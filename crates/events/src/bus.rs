//! Event publishing/subscription abstraction (mechanics only).
//!
//! The bus is the **transport layer** for events after the owning store has
//! accepted them: publish-subscribe with broadcast semantics, no persistence,
//! at-least-once delivery. Consumers must be idempotent — the same envelope
//! may arrive more than once, and projections guard on sequence numbers.

use std::sync::Arc;
use std::sync::mpsc::Receiver;
use std::time::Duration;

/// A subscription to an event stream.
///
/// Each subscription gets a copy of every message published to the bus.
/// Designed for single-threaded consumption; hand the subscription to one
/// worker thread.
#[derive(Debug)]
pub struct Subscription<M> {
    receiver: Receiver<M>,
}

impl<M> Subscription<M> {
    pub fn new(receiver: Receiver<M>) -> Self {
        Self { receiver }
    }

    /// Block until the next message is available.
    pub fn recv(&self) -> Result<M, std::sync::mpsc::RecvError> {
        self.receiver.recv()
    }

    /// Try to receive a message without blocking.
    pub fn try_recv(&self) -> Result<M, std::sync::mpsc::TryRecvError> {
        self.receiver.try_recv()
    }

    /// Block for up to `timeout` waiting for a message.
    pub fn recv_timeout(&self, timeout: Duration) -> Result<M, std::sync::mpsc::RecvTimeoutError> {
        self.receiver.recv_timeout(timeout)
    }
}

/// Domain-agnostic event bus (pub/sub abstraction).
///
/// Transport-agnostic: works with in-memory channels or a real broker. No
/// storage assumptions — the owning store is the source of truth; if
/// publication fails the events still exist and can be republished.
pub trait EventBus<M>: Send + Sync {
    type Error: core::fmt::Debug + Send + Sync + 'static;

    fn publish(&self, message: M) -> Result<(), Self::Error>;

    fn subscribe(&self) -> Subscription<M>;
}

impl<M, B> EventBus<M> for Arc<B>
where
    B: EventBus<M> + ?Sized,
{
    type Error = B::Error;

    fn publish(&self, message: M) -> Result<(), Self::Error> {
        (**self).publish(message)
    }

    fn subscribe(&self) -> Subscription<M> {
        (**self).subscribe()
    }
}
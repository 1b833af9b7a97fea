//! Affiliate summary projection.
//!
//! Aggregates per-affiliate dashboard numbers (earnings, withdrawn,
//! balance, referral and ledger counts) from the account event stream.

use std::collections::HashMap;
use std::sync::RwLock;

use rust_decimal::Decimal;
use serde_json::Value as JsonValue;
use thiserror::Error;

use bramble_affiliate::{AffiliateEvent, AffiliateId};
use bramble_core::AggregateId;
use bramble_events::EventEnvelope;

use crate::store::KeyStore;

/// Read model: one affiliate's headline numbers.
#[derive(Debug, Clone, PartialEq, Eq)]
pub struct AffiliateSummary {
    pub account_id: AffiliateId,
    pub affiliate_code: Option<String>,
    pub total_earnings: Decimal,
    pub total_withdrawn: Decimal,
    pub available_balance: Decimal,
    pub total_referrals: u32,
    pub ledger_entries: u32,
}

impl AffiliateSummary {
    pub fn new(account_id: AffiliateId) -> Self {
        Self {
            account_id,
            affiliate_code: None,
            total_earnings: Decimal::ZERO,
            total_withdrawn: Decimal::ZERO,
            available_balance: Decimal::ZERO,
            total_referrals: 0,
            ledger_entries: 0,
        }
    }
}

#[derive(Debug, Error)]
pub enum AffiliateSummaryProjectionError {
    #[error("failed to deserialize affiliate event: {0}")]
    Deserialize(String),

    #[error("non-monotonic sequence number (last={last}, found={found})")]
    NonMonotonicSequence { last: u64, found: u64 },
}

/// Projection over `affiliate.account` envelopes.
///
/// Rebuildable; idempotent against duplicate delivery via per-aggregate
/// sequence cursors.
#[derive(Debug)]
pub struct AffiliateSummaryProjection<S>
where
    S: KeyStore<AffiliateId, AffiliateSummary>,
{
    store: S,
    cursors: RwLock<HashMap<AggregateId, u64>>,
}

impl<S> AffiliateSummaryProjection<S>
where
    S: KeyStore<AffiliateId, AffiliateSummary>,
{
    pub fn new(store: S) -> Self {
        Self {
            store,
            cursors: RwLock::new(HashMap::new()),
        }
    }

    fn cursor(&self, aggregate_id: AggregateId) -> u64 {
        match self.cursors.read() {
            Ok(cursors) => *cursors.get(&aggregate_id).unwrap_or(&0),
            Err(_) => 0,
        }
    }

    fn update_cursor(&self, aggregate_id: AggregateId, sequence_number: u64) {
        if let Ok(mut cursors) = self.cursors.write() {
            cursors.insert(aggregate_id, sequence_number);
        }
    }

    /// Summary for one affiliate.
    pub fn get(&self, account_id: &AffiliateId) -> Option<AffiliateSummary> {
        self.store.get(account_id)
    }

    /// All summaries.
    pub fn list(&self) -> Vec<AffiliateSummary> {
        self.store.list()
    }

    /// Affiliates with a positive available balance.
    pub fn list_with_balance(&self) -> Vec<AffiliateSummary> {
        self.store
            .list()
            .into_iter()
            .filter(|s| s.available_balance > Decimal::ZERO)
            .collect()
    }

    /// Apply one envelope into the read model.
    pub fn apply_envelope(
        &self,
        envelope: &EventEnvelope<JsonValue>,
    ) -> Result<(), AffiliateSummaryProjectionError> {
        if envelope.aggregate_type() != "affiliate.account" {
            return Ok(());
        }

        let aggregate_id = envelope.aggregate_id();
        let seq = envelope.sequence_number();
        let last = self.cursor(aggregate_id);

        if seq == 0 {
            return Err(AffiliateSummaryProjectionError::NonMonotonicSequence { last, found: seq });
        }

        // Duplicate delivery: already applied, skip.
        if seq <= last {
            return Ok(());
        }

        if seq != last + 1 && last != 0 {
            return Err(AffiliateSummaryProjectionError::NonMonotonicSequence { last, found: seq });
        }

        let event: AffiliateEvent = serde_json::from_value(envelope.payload().clone())
            .map_err(|e| AffiliateSummaryProjectionError::Deserialize(e.to_string()))?;

        let account_id = AffiliateId::new(aggregate_id);
        let mut summary = self
            .store
            .get(&account_id)
            .unwrap_or_else(|| AffiliateSummary::new(account_id));

        match event {
            AffiliateEvent::Enrolled { code, .. } => {
                summary.affiliate_code = Some(code.to_string());
            }
            AffiliateEvent::CommissionAccrued { .. } => {
                summary.total_referrals += 1;
            }
            AffiliateEvent::CommissionCompleted {
                amount,
                balance_after,
                ..
            }
            | AffiliateEvent::BonusGranted {
                amount,
                balance_after,
                ..
            } => {
                summary.total_earnings += amount;
                summary.available_balance = balance_after;
                summary.ledger_entries += 1;
            }
            AffiliateEvent::CommissionRevoked {
                amount,
                balance_after,
                ..
            } => {
                summary.total_earnings -= amount;
                summary.available_balance = balance_after;
                summary.ledger_entries += 1;
            }
            AffiliateEvent::WithdrawalPaid {
                amount,
                balance_after,
                ..
            } => {
                summary.total_withdrawn += amount;
                summary.available_balance = balance_after;
                summary.ledger_entries += 1;
            }
            _ => {}
        }

        self.store.upsert(account_id, summary);
        self.update_cursor(aggregate_id, seq);
        Ok(())
    }

    /// Rebuild the read model from scratch.
    pub fn rebuild_from_scratch(
        &self,
        envelopes: impl IntoIterator<Item = EventEnvelope<JsonValue>>,
    ) -> Result<(), AffiliateSummaryProjectionError> {
        self.store.clear();
        if let Ok(mut cursors) = self.cursors.write() {
            cursors.clear();
        }

        let mut envs: Vec<_> = envelopes.into_iter().collect();
        envs.sort_by_key(|e| (*e.aggregate_id().as_uuid().as_bytes(), e.sequence_number()));

        for env in &envs {
            self.apply_envelope(env)?;
        }

        Ok(())
    }
}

┄┄┄┄┄┄

▶ **WHAT TO WORK ON**
Each line from the start of the records through the line holding "pub fn recv(&self)" must be returned exactly; nothing else belongs in the answer.

▶ **ANSWER TO THE EXERCISE**
filename crates/events/src/bus.rs
//! Event publishing/subscription abstraction (mechanics only).
//!
//! The bus is the **transport layer** for events after the owning store has
//! accepted them: publish-subscribe with broadcast semantics, no persistence,
//! at-least-once delivery. Consumers must be idempotent — the same envelope
//! may arrive more than once, and projections guard on sequence numbers.

use std::sync::Arc;
use std::sync::mpsc::Receiver;
use std::time::Duration;

/// A subscription to an event stream.
///
/// Each subscription gets a copy of every message published to the bus.
/// Designed for single-threaded consumption; hand the subscription to one
/// worker thread.
#[derive(Debug)]
pub struct Subscription<M> {
    receiver: Receiver<M>,
}

impl<M> Subscription<M> {
    pub fn new(receiver: Receiver<M>) -> Self {
        Self { receiver }
    }

    /// Block until the next message is available.
    pub fn recv(&self) -> Result<M, std::sync::mpsc::RecvError> {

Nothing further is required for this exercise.